7. The tribunal was not properly constituted if it was required to carry out such an assessment. Regulation 36(2)(a)(i) of the Social Security and Child Support (Decisions and Appeals) Regulations 1999 provides that a tribunal shall consist of both a legally qualified panel member and a medically qualified panel member in any case where –
“the issue, or one of the issues, raised on the appeal is whether the personal capability assessment is satisfied”.
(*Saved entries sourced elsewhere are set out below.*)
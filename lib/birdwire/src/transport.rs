//! HTTP transport using hyper-util.

use std::collections::HashMap;
use std::future::Future;
use std::pin::Pin;
use std::sync::{Arc, Mutex};
use std::task::{Context, Poll};
use std::time::Duration;

use bytes::Bytes;
use http_body_util::{BodyExt, Full};
use hyper_rustls::HttpsConnector;
use hyper_util::{
    client::legacy::{Client, connect::HttpConnector},
    rt::TokioExecutor,
};
use tower::Layer;
use tower::ServiceExt;
use tower::util::BoxCloneService;
use tower_service::Service;

use crate::{
    Error, Request, Response, Result,
    config::{TransportConfig, TransportConfigBuilder},
    connector::https_connector,
};

#[cfg(feature = "middleware-logging")]
use crate::middleware::LoggingLayer;
#[cfg(feature = "middleware-concurrency")]
use tower::limit::ConcurrencyLimitLayer;

/// Type-erased service for middleware composition.
pub type BoxedService = BoxCloneService<Request<Bytes>, Response<Bytes>, Error>;

/// Future type for the Tower Service implementation.
pub type ServiceFuture = Pin<Box<dyn Future<Output = Result<Response<Bytes>>> + Send + 'static>>;

/// `BoxedService` is not `Sync`; the lock is only held to clone it.
#[derive(Clone)]
struct SyncService {
    inner: Arc<Mutex<BoxedService>>,
}

impl SyncService {
    fn new(service: BoxedService) -> Self {
        Self {
            inner: Arc::new(Mutex::new(service)),
        }
    }

    fn call(&self, request: Request<Bytes>) -> ServiceFuture {
        let mut service = self
            .inner
            .lock()
            .unwrap_or_else(std::sync::PoisonError::into_inner)
            .clone();

        // Layers such as `ConcurrencyLimit` only hand out capacity in `poll_ready`.
        Box::pin(service.oneshot(request))
    }
}

/// Hyper client performing exactly one network call per request.
#[derive(Clone)]
struct RawTransport {
    inner: Client<HttpsConnector<HttpConnector>, Full<Bytes>>,
    timeout: Duration,
}

impl RawTransport {
    fn new(config: &TransportConfig) -> Self {
        let connector = https_connector(config.connect_timeout);

        let inner = Client::builder(TokioExecutor::new())
            .pool_idle_timeout(config.pool_idle_timeout)
            .pool_max_idle_per_host(config.pool_idle_per_host)
            .build(connector);

        Self {
            inner,
            timeout: config.timeout,
        }
    }

    fn build_hyper_request(request: Request<Bytes>) -> Result<http::Request<Full<Bytes>>> {
        let (method, url, headers, body) = request.into_parts();

        let mut builder = http::Request::builder()
            .method(http::Method::from(method))
            .uri(url.as_str());

        for (name, value) in &headers {
            builder = builder.header(name.as_str(), value.as_str());
        }

        let body = body.map_or_else(Full::default, Full::new);
        builder
            .body(body)
            .map_err(|e| Error::invalid_request(e.to_string()))
    }

    fn extract_headers(headers: &http::HeaderMap) -> HashMap<String, String> {
        headers
            .iter()
            .filter_map(|(name, value)| {
                value
                    .to_str()
                    .ok()
                    .map(|v| (name.to_string(), v.to_string()))
            })
            .collect()
    }

    async fn execute(&self, request: Request<Bytes>) -> Result<Response<Bytes>> {
        let hyper_request = Self::build_hyper_request(request)?;

        // The timeout covers the body too, so a stalled download cannot hang the call.
        let exchange = async {
            let response = self
                .inner
                .request(hyper_request)
                .await
                .map_err(Self::map_hyper_error)?;

            let status = response.status().as_u16();
            let headers = Self::extract_headers(response.headers());
            let body = response
                .into_body()
                .collect()
                .await
                .map_err(|e| Error::connection(e.to_string()))?
                .to_bytes();

            Ok(Response::new(status, headers, body))
        };

        tokio::time::timeout(self.timeout, exchange)
            .await
            .map_err(|_| Error::Timeout)?
    }

    #[allow(clippy::needless_pass_by_value)]
    fn map_hyper_error(err: hyper_util::client::legacy::Error) -> Error {
        let msg = format!("{err:?}");

        if msg.contains("ssl") || msg.contains("tls") || msg.contains("certificate") {
            return Error::tls(msg);
        }

        Error::connection(msg)
    }
}

impl Service<Request<Bytes>> for RawTransport {
    type Response = Response<Bytes>;
    type Error = Error;
    type Future = ServiceFuture;

    fn poll_ready(&mut self, _cx: &mut Context<'_>) -> Poll<Result<()>> {
        Poll::Ready(Ok(()))
    }

    fn call(&mut self, request: Request<Bytes>) -> Self::Future {
        let transport = self.clone();
        Box::pin(async move { transport.execute(request).await })
    }
}

/// HTTP transport using hyper-util with connection pooling, TLS, and middleware support.
///
/// Non-2xx responses are returned as `Ok`: the pipeline decodes API errors
/// and rate limits from them. Nothing is retried.
///
/// # Example
///
/// ```
/// use birdwire::HyperTransport;
/// use std::time::Duration;
///
/// let transport = HyperTransport::builder()
///     .timeout(Duration::from_secs(10))
///     .build();
/// assert_eq!(transport.config().timeout, Duration::from_secs(10));
/// ```
#[derive(Clone)]
pub struct HyperTransport {
    service: SyncService,
    config: TransportConfig,
}

impl std::fmt::Debug for HyperTransport {
    fn fmt(&self, f: &mut std::fmt::Formatter<'_>) -> std::fmt::Result {
        f.debug_struct("HyperTransport")
            .field("config", &self.config)
            .finish_non_exhaustive()
    }
}

impl HyperTransport {
    /// Create a new transport with default configuration.
    #[must_use]
    pub fn new() -> Self {
        Self::with_config(TransportConfig::default())
    }

    /// Create a new transport with custom configuration (no middleware).
    #[must_use]
    pub fn with_config(config: TransportConfig) -> Self {
        let raw = RawTransport::new(&config);
        Self {
            service: SyncService::new(BoxCloneService::new(raw)),
            config,
        }
    }

    /// Create a new transport builder.
    #[must_use]
    pub fn builder() -> HyperTransportBuilder {
        HyperTransportBuilder::default()
    }

    /// Get the transport configuration.
    #[must_use]
    pub const fn config(&self) -> &TransportConfig {
        &self.config
    }
}

impl Default for HyperTransport {
    fn default() -> Self {
        Self::new()
    }
}

impl birdwire_core::HttpClient for HyperTransport {
    async fn execute(&self, request: Request<Bytes>) -> Result<Response<Bytes>> {
        self.service.call(request).await
    }
}

impl Service<Request<Bytes>> for HyperTransport {
    type Response = Response<Bytes>;
    type Error = Error;
    type Future = ServiceFuture;

    fn poll_ready(&mut self, _cx: &mut Context<'_>) -> Poll<Result<()>> {
        Poll::Ready(Ok(()))
    }

    fn call(&mut self, request: Request<Bytes>) -> Self::Future {
        self.service.call(request)
    }
}

/// Builder for [`HyperTransport`].
///
/// ```
/// use birdwire::HyperTransport;
/// use birdwire::middleware::ConcurrencyLimitLayer;
///
/// let transport = HyperTransport::builder()
///     .pool_idle_per_host(8)
///     .layer(ConcurrencyLimitLayer::new(4))
///     .build();
/// assert_eq!(transport.config().pool_idle_per_host, 8);
/// ```
#[derive(Default)]
pub struct HyperTransportBuilder {
    config: TransportConfigBuilder,
    layers: Vec<Arc<dyn Fn(BoxedService) -> BoxedService + Send + Sync>>,
}

impl std::fmt::Debug for HyperTransportBuilder {
    fn fmt(&self, f: &mut std::fmt::Formatter<'_>) -> std::fmt::Result {
        f.debug_struct("HyperTransportBuilder")
            .field("config", &self.config)
            .field("layers_count", &self.layers.len())
            .finish()
    }
}

impl HyperTransportBuilder {
    /// Set the request timeout.
    #[must_use]
    pub fn timeout(mut self, timeout: Duration) -> Self {
        self.config = self.config.timeout(timeout);
        self
    }

    /// Set the connection timeout.
    #[must_use]
    pub fn connect_timeout(mut self, timeout: Duration) -> Self {
        self.config = self.config.connect_timeout(timeout);
        self
    }

    /// Set the maximum idle connections per host.
    #[must_use]
    pub fn pool_idle_per_host(mut self, count: usize) -> Self {
        self.config = self.config.pool_idle_per_host(count);
        self
    }

    /// Set the idle connection timeout.
    #[must_use]
    pub fn pool_idle_timeout(mut self, timeout: Duration) -> Self {
        self.config = self.config.pool_idle_timeout(timeout);
        self
    }

    /// Replace the whole configuration.
    #[must_use]
    pub fn config(mut self, config: &TransportConfig) -> Self {
        self.config = TransportConfig::builder()
            .timeout(config.timeout)
            .connect_timeout(config.connect_timeout)
            .pool_idle_per_host(config.pool_idle_per_host)
            .pool_idle_timeout(config.pool_idle_timeout);
        self
    }

    /// Add a Tower layer to the transport.
    ///
    /// Layers are applied in order: first added = innermost.
    #[must_use]
    pub fn layer<L>(mut self, layer: L) -> Self
    where
        L: Layer<BoxedService> + Send + Sync + 'static,
        L::Service: Service<Request<Bytes>, Response = Response<Bytes>, Error = Error>
            + Clone
            + Send
            + 'static,
        <L::Service as Service<Request<Bytes>>>::Future: Send,
    {
        self.layers.push(Arc::new(move |service| {
            BoxCloneService::new(layer.layer(service))
        }));
        self
    }

    /// Add request/response logging.
    #[cfg(feature = "middleware-logging")]
    #[must_use]
    pub fn with_logging(self) -> Self {
        self.layer(LoggingLayer::new())
    }

    /// Add debug-level logging (includes headers).
    #[cfg(feature = "middleware-logging")]
    #[must_use]
    pub fn with_debug_logging(self) -> Self {
        self.layer(LoggingLayer::debug())
    }

    /// Limit the number of in-flight requests.
    #[cfg(feature = "middleware-concurrency")]
    #[must_use]
    pub fn with_concurrency_limit(self, max: usize) -> Self {
        self.layer(ConcurrencyLimitLayer::new(max))
    }

    /// Build the transport with all configured middleware.
    #[must_use]
    pub fn build(self) -> HyperTransport {
        let config = self.config.build();
        let mut service: BoxedService = BoxCloneService::new(RawTransport::new(&config));

        for layer_fn in self.layers {
            service = layer_fn(service);
        }

        HyperTransport {
            service: SyncService::new(service),
            config,
        }
    }
}
//! Batch compliance jobs. App context only.

use birdwire_core::entities::{ComplianceJob, ComplianceJobKind};
use birdwire_core::{AuthMode, EndpointSpec, Envelope, HttpClient, Method, Params, PathTemplate, Result};

use crate::client::Client;

/// `GET compliance/jobs/{id}`
pub const COMPLIANCE_JOB: EndpointSpec = EndpointSpec::new(
    "compliance_job",
    Method::Get,
    PathTemplate::new("compliance/jobs/{id}"),
    &[],
    AuthMode::AppContext,
);

/// `GET compliance/jobs`
pub const COMPLIANCE_JOBS: EndpointSpec = EndpointSpec::new(
    "compliance_jobs",
    Method::Get,
    PathTemplate::new("compliance/jobs"),
    &["status", "type"],
    AuthMode::AppContext,
);

/// `POST compliance/jobs`
pub const CREATE_COMPLIANCE_JOB: EndpointSpec = EndpointSpec::new(
    "create_compliance_job",
    Method::Post,
    PathTemplate::new("compliance/jobs"),
    &["name", "resumable", "type"],
    AuthMode::AppContext,
);

impl<C: HttpClient> Client<C> {
    /// A compliance job by id.
    pub async fn compliance_job(&self, id: &str) -> Result<Envelope<ComplianceJob>> {
        self.call(&COMPLIANCE_JOB, &[id], &Params::new()).await
    }

    /// Compliance jobs of a kind; `params` may filter on `status`.
    pub async fn compliance_jobs(
        &self,
        kind: ComplianceJobKind,
        params: Params,
    ) -> Result<Envelope<Vec<ComplianceJob>>> {
        self.call(&COMPLIANCE_JOBS, &[], &params.with("type", kind.to_string()))
            .await
    }

    /// Creates a compliance job; upload the ids to the returned `upload_url`.
    pub async fn create_compliance_job(
        &self,
        kind: ComplianceJobKind,
        params: Params,
    ) -> Result<Envelope<ComplianceJob>> {
        self.call(
            &CREATE_COMPLIANCE_JOB,
            &[],
            &params.with("type", kind.to_string()),
        )
        .await
    }
}
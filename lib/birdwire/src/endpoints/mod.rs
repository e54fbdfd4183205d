//! Endpoint descriptors and the typed `Client` methods built on them.
//!
//! Each endpoint is a `const` [`EndpointSpec`]; the method next to it only
//! fills path arguments and required parameters before handing off to
//! [`Client::call`](crate::Client::call) or
//! [`Client::call_paged`](crate::Client::call_paged).

use birdwire_core::EndpointSpec;

pub mod compliance;
pub mod lists;
pub mod spaces;
pub mod tweets;
pub mod users;

/// Every endpoint known to the client.
pub const ALL: &[EndpointSpec] = &[
    tweets::TWEET,
    tweets::TWEETS,
    tweets::CREATE_TWEET,
    tweets::DELETE_TWEET,
    tweets::USER_TWEETS,
    tweets::USER_MENTIONS,
    tweets::HOME_TIMELINE,
    tweets::SEARCH_RECENT,
    tweets::SEARCH_ALL,
    tweets::COUNTS_RECENT,
    tweets::COUNTS_ALL,
    tweets::LIKING_USERS,
    tweets::LIKED_TWEETS,
    tweets::LIKE,
    tweets::UNLIKE,
    tweets::RETWEETED_BY,
    tweets::RETWEET,
    tweets::UNRETWEET,
    tweets::QUOTE_TWEETS,
    tweets::HIDE_REPLY,
    tweets::BOOKMARKS,
    tweets::BOOKMARK,
    tweets::REMOVE_BOOKMARK,
    users::USER,
    users::USERS,
    users::USER_BY_USERNAME,
    users::USERS_BY_USERNAMES,
    users::ME,
    users::FOLLOWERS,
    users::FOLLOWING,
    users::FOLLOW,
    users::UNFOLLOW,
    users::BLOCKING,
    users::BLOCK,
    users::UNBLOCK,
    users::MUTING,
    users::MUTE,
    users::UNMUTE,
    lists::LIST,
    lists::OWNED_LISTS,
    lists::LIST_MEMBERS,
    lists::LIST_MEMBERSHIPS,
    lists::LIST_FOLLOWERS,
    lists::FOLLOWED_LISTS,
    lists::PINNED_LISTS,
    lists::LIST_TWEETS,
    lists::CREATE_LIST,
    lists::UPDATE_LIST,
    lists::DELETE_LIST,
    lists::ADD_LIST_MEMBER,
    lists::REMOVE_LIST_MEMBER,
    lists::FOLLOW_LIST,
    lists::UNFOLLOW_LIST,
    lists::PIN_LIST,
    lists::UNPIN_LIST,
    spaces::SPACE,
    spaces::SPACES,
    spaces::SPACES_BY_CREATORS,
    spaces::SEARCH_SPACES,
    spaces::SPACE_BUYERS,
    spaces::SPACE_TWEETS,
    compliance::COMPLIANCE_JOB,
    compliance::COMPLIANCE_JOBS,
    compliance::CREATE_COMPLIANCE_JOB,
];

/// Looks up an endpoint by name.
#[must_use]
pub fn by_name(name: &str) -> Option<&'static EndpointSpec> {
    ALL.iter().find(|spec| spec.name == name)
}
//! HTTP request building.
//!
//! Use [`Request::builder`] to construct requests with headers, query parameters, and bodies.
//!
//! # Example
//!
//! ```
//! use birdwire_core::{Method, Request};
//! use bytes::Bytes;
//!
//! let request = Request::<Bytes>::builder(Method::Get, "https://api.twitter.com/2/tweets".parse().unwrap())
//!     .header("Accept", "application/json")
//!     .query("ids", "20,21")
//!     .build();
//! assert_eq!(request.url().query(), Some("ids=20%2C21"));
//! ```

use std::collections::HashMap;

use bytes::Bytes;

use crate::{Method, PathTemplate};

/// An HTTP request with method, URL, headers, and optional body.
///
/// The route template the request was built from travels along so that
/// middleware can log the endpoint without the substituted identifiers.
#[derive(Debug, Clone)]
pub struct Request<B = Bytes> {
    method: Method,
    url: url::Url,
    headers: HashMap<String, String>,
    body: Option<B>,
    template: Option<PathTemplate>,
}

impl<B> Request<B> {
    /// Creates a new [`RequestBuilder`].
    #[must_use]
    pub fn builder(method: Method, url: url::Url) -> RequestBuilder<B> {
        RequestBuilder::new(method, url)
    }

    /// HTTP method.
    #[must_use]
    pub const fn method(&self) -> Method {
        self.method
    }

    /// Request URL.
    #[must_use]
    pub fn url(&self) -> &url::Url {
        &self.url
    }

    /// Request headers.
    #[must_use]
    pub fn headers(&self) -> &HashMap<String, String> {
        &self.headers
    }

    /// Mutable access to headers.
    #[must_use]
    pub fn headers_mut(&mut self) -> &mut HashMap<String, String> {
        &mut self.headers
    }

    /// Single header value by name.
    #[must_use]
    pub fn header(&self, name: &str) -> Option<&str> {
        self.headers.get(name).map(String::as_str)
    }

    /// Request body.
    #[must_use]
    pub const fn body(&self) -> Option<&B> {
        self.body.as_ref()
    }

    /// Route template, when built by the endpoint pipeline.
    #[must_use]
    pub const fn template(&self) -> Option<&PathTemplate> {
        self.template.as_ref()
    }

    /// Consume into (method, url, headers, body).
    #[must_use]
    pub fn into_parts(self) -> (Method, url::Url, HashMap<String, String>, Option<B>) {
        (self.method, self.url, self.headers, self.body)
    }
}

/// Builder for constructing [`Request`] instances.
#[derive(Debug, Clone)]
pub struct RequestBuilder<B = Bytes> {
    method: Method,
    url: url::Url,
    headers: HashMap<String, String>,
    body: Option<B>,
    template: Option<PathTemplate>,
}

impl<B> RequestBuilder<B> {
    /// Creates a new builder.
    #[must_use]
    pub fn new(method: Method, url: url::Url) -> Self {
        Self {
            method,
            url,
            headers: HashMap::new(),
            body: None,
            template: None,
        }
    }

    /// Sets a header.
    #[must_use]
    pub fn header(mut self, name: impl Into<String>, value: impl Into<String>) -> Self {
        self.headers.insert(name.into(), value.into());
        self
    }

    /// Appends a query parameter to the URL.
    #[must_use]
    pub fn query(mut self, name: &str, value: &str) -> Self {
        self.url.query_pairs_mut().append_pair(name, value);
        self
    }

    /// Replaces the URL query with an already encoded query string.
    #[must_use]
    pub fn encoded_query(mut self, query: &str) -> Self {
        self.url.set_query((!query.is_empty()).then_some(query));
        self
    }

    /// Records the route template.
    #[must_use]
    pub fn template(mut self, template: PathTemplate) -> Self {
        self.template = Some(template);
        self
    }

    /// Sets the request body.
    #[must_use]
    pub fn body(mut self, body: B) -> Self {
        self.body = Some(body);
        self
    }

    /// Builds the [`Request`].
    #[must_use]
    pub fn build(self) -> Request<B> {
        Request {
            method: self.method,
            url: self.url,
            headers: self.headers,
            body: self.body,
            template: self.template,
        }
    }
}

impl RequestBuilder<Bytes> {
    /// Set an encoded JSON body.
    #[must_use]
    pub fn json_bytes(self, body: Bytes) -> Self {
        self.header("Content-Type", "application/json; charset=UTF-8")
            .body(body)
    }

    /// Set a form-urlencoded body.
    ///
    /// # Errors
    ///
    /// Returns an error if serialization fails.
    pub fn form<T: serde::Serialize>(self, value: &T) -> crate::Result<Self> {
        let body = serde_html_form::to_string(value)?;
        Ok(self
            .header(
                "Content-Type",
                "application/x-www-form-urlencoded;charset=UTF-8",
            )
            .body(Bytes::from(body)))
    }
}

#[cfg(test)]
mod tests {
    use super::*;

    fn url(s: &str) -> url::Url {
        url::Url::parse(s).expect("valid URL")
    }

    #[test]
    fn request_builder_basic() {
        let request = Request::<Bytes>::builder(Method::Get, url("https://api.twitter.com/2/users/me"))
            .header("Accept", "application/json")
            .build();

        assert_eq!(request.method(), Method::Get);
        assert_eq!(request.url().as_str(), "https://api.twitter.com/2/users/me");
        assert_eq!(request.header("Accept"), Some("application/json"));
        assert!(request.body().is_none());
        assert!(request.template().is_none());
    }

    #[test]
    fn request_builder_encoded_query() {
        let request = Request::<Bytes>::builder(Method::Get, url("https://api.twitter.com/2/tweets"))
            .encoded_query("ids=1%2C2&tweet.fields=id")
            .build();
        assert_eq!(
            request.url().as_str(),
            "https://api.twitter.com/2/tweets?ids=1%2C2&tweet.fields=id"
        );

        let request = Request::<Bytes>::builder(Method::Get, url("https://api.twitter.com/2/tweets"))
            .encoded_query("")
            .build();
        assert_eq!(request.url().query(), None);
    }

    #[test]
    fn request_builder_json_bytes() {
        let body = Bytes::from(r#"{"text":"hello"}"#);
        let request = Request::builder(Method::Post, url("https://api.twitter.com/2/tweets"))
            .json_bytes(body.clone())
            .template(PathTemplate::new("tweets"))
            .build();

        assert_eq!(
            request.header("Content-Type"),
            Some("application/json; charset=UTF-8")
        );
        assert_eq!(request.body(), Some(&body));
        assert_eq!(request.template().map(PathTemplate::as_str), Some("tweets"));
    }

    #[test]
    fn request_builder_form() {
        let request = Request::builder(Method::Post, url("https://api.twitter.com/oauth2/token"))
            .form(&[("grant_type", "client_credentials")])
            .expect("form")
            .build();

        assert_eq!(
            request.body().map(Bytes::as_ref),
            Some(b"grant_type=client_credentials".as_ref())
        );
    }
}
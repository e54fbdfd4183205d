//! Error types for birdwire.
//!
//! Structured API errors returned inside a response body are *not* errors
//! of this kind: they are data, see [`crate::ApiError`].

use derive_more::{Display, Error, From};

/// Main error type for birdwire operations.
#[derive(Debug, Display, Error, From)]
pub enum Error {
    /// Missing or inconsistent credentials, detected before any call.
    #[display("configuration error: {_0}")]
    #[from(skip)]
    Configuration(#[error(not(source))] String),

    /// A parameter name the endpoint does not accept.
    #[display("parameter '{name}' is not supported by endpoint '{endpoint}'")]
    #[from(skip)]
    UnsupportedParameter {
        /// Endpoint name.
        endpoint: &'static str,
        /// Offending parameter name, as supplied by the caller.
        name: String,
    },

    /// A parameter value that cannot be encoded where it is used.
    #[display("parameter '{name}' has unsupported value type {kind}")]
    #[from(skip)]
    UnsupportedValueType {
        /// Parameter name.
        name: String,
        /// Kind of the rejected value.
        kind: &'static str,
    },

    /// The selected auth scheme cannot be applied with the available credentials.
    #[display("authentication error: {_0}")]
    #[from(skip)]
    Authentication(#[error(not(source))] String),

    /// Network/connection errors.
    #[display("connection error: {_0}")]
    #[from(skip)]
    Connection(#[error(not(source))] String),

    /// TLS/SSL errors.
    #[display("TLS error: {_0}")]
    #[from(skip)]
    Tls(#[error(not(source))] String),

    /// Request timeout.
    #[display("request timeout")]
    #[from(skip)]
    Timeout,

    /// Invalid request configuration.
    #[display("invalid request: {_0}")]
    #[from(skip)]
    InvalidRequest(#[error(not(source))] String),

    /// URL parsing error.
    #[display("invalid URL: {_0}")]
    #[from]
    InvalidUrl(url::ParseError),

    /// Unexpected HTTP status outside the envelope protocol (token exchange).
    #[display("HTTP error {status}: {message}")]
    #[from(skip)]
    Http {
        /// HTTP status code.
        status: u16,
        /// Error message.
        message: String,
        /// Response body, if available.
        #[error(not(source))]
        body: Option<bytes::Bytes>,
    },

    /// JSON serialization error.
    #[display("JSON serialization error: {_0}")]
    #[from]
    JsonSerialization(serde_json::Error),

    /// Query string serialization error.
    #[display("query serialization error: {_0}")]
    #[from]
    QuerySerialization(serde_html_form::ser::Error),

    /// The response body did not decode, with the JSON path of the failure.
    #[display("decode error at '{path}': {message}")]
    #[from(skip)]
    Decode {
        /// JSON path to the error (e.g., "data[0].created_at").
        path: String,
        /// Error message.
        message: String,
    },

    /// The last page was reached.
    #[display("no next page")]
    #[from(skip)]
    NoNextPage,
}

/// Result type alias using [`crate::Error`].
pub type Result<T> = std::result::Result<T, Error>;

impl Error {
    /// Create a configuration error.
    #[must_use]
    pub fn configuration(message: impl Into<String>) -> Self {
        Self::Configuration(message.into())
    }

    /// Create an unsupported parameter error.
    #[must_use]
    pub fn unsupported_parameter(endpoint: &'static str, name: impl Into<String>) -> Self {
        Self::UnsupportedParameter {
            endpoint,
            name: name.into(),
        }
    }

    /// Create an unsupported value type error.
    #[must_use]
    pub fn unsupported_value_type(name: impl Into<String>, kind: &'static str) -> Self {
        Self::UnsupportedValueType {
            name: name.into(),
            kind,
        }
    }

    /// Create an authentication error.
    #[must_use]
    pub fn authentication(message: impl Into<String>) -> Self {
        Self::Authentication(message.into())
    }

    /// Create a connection error.
    #[must_use]
    pub fn connection(message: impl Into<String>) -> Self {
        Self::Connection(message.into())
    }

    /// Create a TLS error.
    #[must_use]
    pub fn tls(message: impl Into<String>) -> Self {
        Self::Tls(message.into())
    }

    /// Create an invalid request error.
    #[must_use]
    pub fn invalid_request(message: impl Into<String>) -> Self {
        Self::InvalidRequest(message.into())
    }

    /// Create an HTTP error with body.
    #[must_use]
    pub fn http_with_body(status: u16, message: impl Into<String>, body: bytes::Bytes) -> Self {
        Self::Http {
            status,
            message: message.into(),
            body: Some(body),
        }
    }

    /// Create a decode error with path context.
    #[must_use]
    pub fn decode(path: impl Into<String>, message: impl Into<String>) -> Self {
        Self::Decode {
            path: path.into(),
            message: message.into(),
        }
    }

    /// Returns `true` if this is a timeout error.
    #[must_use]
    pub const fn is_timeout(&self) -> bool {
        matches!(self, Self::Timeout)
    }

    /// Returns `true` if this is a connection error.
    #[must_use]
    pub const fn is_connection(&self) -> bool {
        matches!(self, Self::Connection(_))
    }

    /// Returns `true` for failures raised by the transport (network, TLS, timeout).
    #[must_use]
    pub const fn is_transport(&self) -> bool {
        matches!(
            self,
            Self::Connection(_) | Self::Tls(_) | Self::Timeout | Self::InvalidRequest(_)
        )
    }

    /// Returns `true` if the failure was detected locally, before any network I/O.
    #[must_use]
    pub const fn is_local(&self) -> bool {
        matches!(
            self,
            Self::Configuration(_)
                | Self::UnsupportedParameter { .. }
                | Self::UnsupportedValueType { .. }
        )
    }

    /// Returns the HTTP status code if this is an HTTP error.
    #[must_use]
    pub const fn status(&self) -> Option<u16> {
        match self {
            Self::Http { status, .. } => Some(*status),
            _ => None,
        }
    }
}

#[cfg(test)]
mod tests {
    use super::*;

    #[test]
    fn error_display() {
        let err = Error::unsupported_parameter("user_tweets", "max_result");
        assert_eq!(
            err.to_string(),
            "parameter 'max_result' is not supported by endpoint 'user_tweets'"
        );

        let err = Error::unsupported_value_type("reply", "object");
        assert_eq!(
            err.to_string(),
            "parameter 'reply' has unsupported value type object"
        );

        assert_eq!(Error::Timeout.to_string(), "request timeout");
        assert_eq!(Error::NoNextPage.to_string(), "no next page");

        let err = Error::decode("data[0].created_at", "premature end of input");
        assert_eq!(
            err.to_string(),
            "decode error at 'data[0].created_at': premature end of input"
        );
    }

    #[test]
    fn error_classification() {
        assert!(Error::Timeout.is_transport());
        assert!(Error::connection("refused").is_transport());
        assert!(Error::connection("refused").is_connection());
        assert!(!Error::NoNextPage.is_transport());

        assert!(Error::configuration("no keys").is_local());
        assert!(Error::unsupported_parameter("get_me", "x").is_local());
        assert!(!Error::authentication("no bearer").is_local());
    }

    #[test]
    fn error_status() {
        let err = Error::http_with_body(403, "Forbidden", bytes::Bytes::new());
        assert_eq!(err.status(), Some(403));
        assert_eq!(Error::Timeout.status(), None);
    }
}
I do not consider that the question whether a person is to be “treated as incapable of work in accordance with the personal capability assessment” falls within the scope of regulation 36(2)(a)(i), but it seems to me that the appeal before the tribunal necessarily raised the question whether the personal capability assessment was actually satisfied. That is because the claimant had asserted that he was incapable of work and the Secretary of State had decided that regulation 28 of the 1995 Regulations did not apply without giving any indication that an assessment was to be carried out on his behalf and that the question of entitlement to credits had not finally been determined. If the tribunal was not satisfied that the claimant fell within the scope of regulation 28, he did not himself have the power to assess the claimant and should have adjourned the case to another, properly constituted, tribunal. No doubt, had he done so, he would also have asked the Secretary of State to arrange a medical examination. If, in the light of the evidence obtained through that examination, the Secretary of State had been minded to accept that the claimant was incapable of work, he could have revised the decision under appeal so that the appeal lapsed (see regulation 3(4A) of the 1999 Regulations and section 9(6) of the Social Security Act 1998). If he had not been minded to accept that the claimant was incapable of work, the case would have come before the new tribunal in the same way as most incapacity cases.
8. I can substitute for the tribunal’s decision a decision that the claimant is to be treated under regulation 28 as incapable of work in accordance with the personal capability assessment from 21 September 2002. As the Secretary of State failed to arrange an assessment, my decision is effective until the day before the claimant was eventually awarded incapacity benefit on a new claim. I also find that the claimant was incapable of work for the three days from 18 to 20 September 2002. On any view he was chronically disabled and I do not consider it necessary to obtain further evidence as to the extent of his disablement in respect of such a short period after such a long time. Accordingly, I give the decision set out in paragraph 1 above.